RAW DATA: Begin

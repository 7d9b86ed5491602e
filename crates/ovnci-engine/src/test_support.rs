//! Scripted fakes for driving the workflow without a cloud or ansible.

use camino::{Utf8Path, Utf8PathBuf};
use std::collections::{BTreeSet, HashMap, VecDeque};
use std::net::IpAddr;
use std::sync::{Mutex, MutexGuard, PoisonError};
use std::time::Duration;

use ovnci_runner::{CommandSpec, ProcessOutput, ProcessRunner, RunnerError};
use ovnci_utils::error::{ClusterError, Result};

use crate::artifacts::ArtifactSource;
use crate::cloud::{CloudProvider, InstanceSpec};
use crate::node::Node;

fn lock<T>(mutex: &Mutex<T>) -> MutexGuard<'_, T> {
    mutex.lock().unwrap_or_else(PoisonError::into_inner)
}

type Responder = Box<dyn Fn(&CommandSpec) -> Result<ProcessOutput, RunnerError> + Send + Sync>;

/// [`ProcessRunner`] that records every command and answers from a script.
///
/// Queued responses are consumed first, in order; after that the responder
/// closure answers.
pub struct ScriptedRunner {
    responder: Responder,
    queue: Mutex<VecDeque<Result<ProcessOutput, RunnerError>>>,
    calls: Mutex<Vec<CommandSpec>>,
}

impl ScriptedRunner {
    pub fn new<F>(responder: F) -> Self
    where
        F: Fn(&CommandSpec) -> Result<ProcessOutput, RunnerError> + Send + Sync + 'static,
    {
        Self {
            responder: Box::new(responder),
            queue: Mutex::new(VecDeque::new()),
            calls: Mutex::new(Vec::new()),
        }
    }

    /// Every command succeeds with empty output.
    #[must_use]
    pub fn ok() -> Self {
        Self::new(|_| Ok(ProcessOutput::ok("")))
    }

    /// Answer with `responses` in order, then succeed with empty output.
    #[must_use]
    pub fn sequence(responses: Vec<Result<ProcessOutput, RunnerError>>) -> Self {
        let runner = Self::ok();
        lock(&runner.queue).extend(responses);
        runner
    }

    /// Every command recorded so far.
    #[must_use]
    pub fn calls(&self) -> Vec<CommandSpec> {
        lock(&self.calls).clone()
    }

    /// Rendered argv of every recorded command.
    #[must_use]
    pub fn command_lines(&self) -> Vec<String> {
        lock(&self.calls).iter().map(CommandSpec::display).collect()
    }

    /// Recorded commands whose program is `program`.
    #[must_use]
    pub fn calls_to(&self, program: &str) -> Vec<CommandSpec> {
        lock(&self.calls)
            .iter()
            .filter(|cmd| cmd.program_name() == program)
            .cloned()
            .collect()
    }
}

impl ProcessRunner for ScriptedRunner {
    fn run(&self, cmd: &CommandSpec, _timeout: Duration) -> Result<ProcessOutput, RunnerError> {
        lock(&self.calls).push(cmd.clone());
        if let Some(response) = lock(&self.queue).pop_front() {
            return response;
        }
        (self.responder)(cmd)
    }
}

/// Bookkeeping of what a [`FakeCloud`] was asked to do.
#[derive(Debug, Default, Clone)]
pub struct FakeCloudLog {
    pub created: Vec<InstanceSpec>,
    pub deleted: Vec<String>,
    pub rebooted: Vec<String>,
    pub existing: BTreeSet<String>,
}

/// In-memory [`CloudProvider`].
#[derive(Debug, Default)]
pub struct FakeCloud {
    free_ips: Mutex<VecDeque<IpAddr>>,
    passwords: HashMap<String, String>,
    log: Mutex<FakeCloudLog>,
}

impl FakeCloud {
    #[must_use]
    pub fn new() -> Self {
        Self::default()
    }

    /// Add addresses to the free floating IP pool.
    ///
    /// # Panics
    ///
    /// Panics if an entry is not an IP address.
    #[must_use]
    pub fn with_free_ips<'a>(self, ips: impl IntoIterator<Item = &'a str>) -> Self {
        lock(&self.free_ips).extend(ips.into_iter().map(|ip| ip.parse::<IpAddr>().unwrap()));
        self
    }

    /// Password the cloud reports for a Windows instance.
    #[must_use]
    pub fn with_password(mut self, name: &str, password: &str) -> Self {
        self.passwords.insert(name.to_string(), password.to_string());
        self
    }

    /// Pretend an instance already exists.
    #[must_use]
    pub fn with_existing(self, name: &str) -> Self {
        lock(&self.log).existing.insert(name.to_string());
        self
    }

    #[must_use]
    pub fn log(&self) -> FakeCloudLog {
        lock(&self.log).clone()
    }
}

impl CloudProvider for FakeCloud {
    fn create_instance(&self, spec: &InstanceSpec) -> Result<Node> {
        let mut log = lock(&self.log);
        log.created.push(spec.clone());
        log.existing.insert(spec.name.clone());
        Ok(Node::new(spec.name.clone(), spec.os))
    }

    fn attach_floating_ip(&self, node: Node) -> Result<Node> {
        let ip = lock(&self.free_ips)
            .pop_front()
            .ok_or_else(|| ClusterError::ResourceExhausted {
                pool: "fake".to_string(),
            })?;
        Ok(node.with_floating_ip(ip))
    }

    fn fetch_windows_password(&self, name: &str, _private_key: &Utf8Path) -> Result<String> {
        self.passwords.get(name).cloned().ok_or_else(|| {
            ClusterError::PasswordUnavailable {
                node: name.to_string(),
                waited_seconds: 0,
            }
            .into()
        })
    }

    fn delete_instance(&self, name: &str) -> Result<()> {
        let mut log = lock(&self.log);
        log.existing.remove(name);
        log.deleted.push(name.to_string());
        Ok(())
    }

    fn reboot(&self, name: &str) -> Result<()> {
        lock(&self.log).rebooted.push(name.to_string());
        Ok(())
    }
}

/// [`ArtifactSource`] over directories that already hold the binaries.
#[derive(Debug)]
pub struct StaticArtifacts {
    linux_dir: Utf8PathBuf,
    windows_dir: Utf8PathBuf,
    steps: Mutex<Vec<&'static str>>,
}

impl StaticArtifacts {
    #[must_use]
    pub fn new(linux_dir: impl Into<Utf8PathBuf>, windows_dir: impl Into<Utf8PathBuf>) -> Self {
        Self {
            linux_dir: linux_dir.into(),
            windows_dir: windows_dir.into(),
            steps: Mutex::new(Vec::new()),
        }
    }

    /// Create every expected binary as an empty file under both directories.
    pub fn populate(&self) -> std::io::Result<()> {
        std::fs::create_dir_all(&self.linux_dir)?;
        std::fs::create_dir_all(&self.windows_dir)?;
        for name in crate::artifacts::LINUX_BINARIES {
            std::fs::write(self.linux_dir.join(name), b"")?;
        }
        for name in crate::artifacts::WINDOWS_BINARIES {
            std::fs::write(self.windows_dir.join(name), b"")?;
        }
        Ok(())
    }

    /// Steps invoked so far (`fetch`, `build`).
    #[must_use]
    pub fn steps(&self) -> Vec<&'static str> {
        lock(&self.steps).clone()
    }
}

impl ArtifactSource for StaticArtifacts {
    fn fetch(&self) -> Result<()> {
        lock(&self.steps).push("fetch");
        Ok(())
    }

    fn build(&self) -> Result<()> {
        lock(&self.steps).push("build");
        Ok(())
    }

    fn linux_bin_dir(&self) -> Utf8PathBuf {
        self.linux_dir.clone()
    }

    fn windows_bin_dir(&self) -> Utf8PathBuf {
        self.windows_dir.clone()
    }
}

RAW DATA: End

_EXERCISE AIM:_ Return every line from the records above that holds the word "passwords".

_OUTPUT OF THE TASK:_
    passwords: HashMap<String, String>,
        self.passwords.insert(name.to_string(), password.to_string());
        self.passwords.get(name).cloned().ok_or_else(|| {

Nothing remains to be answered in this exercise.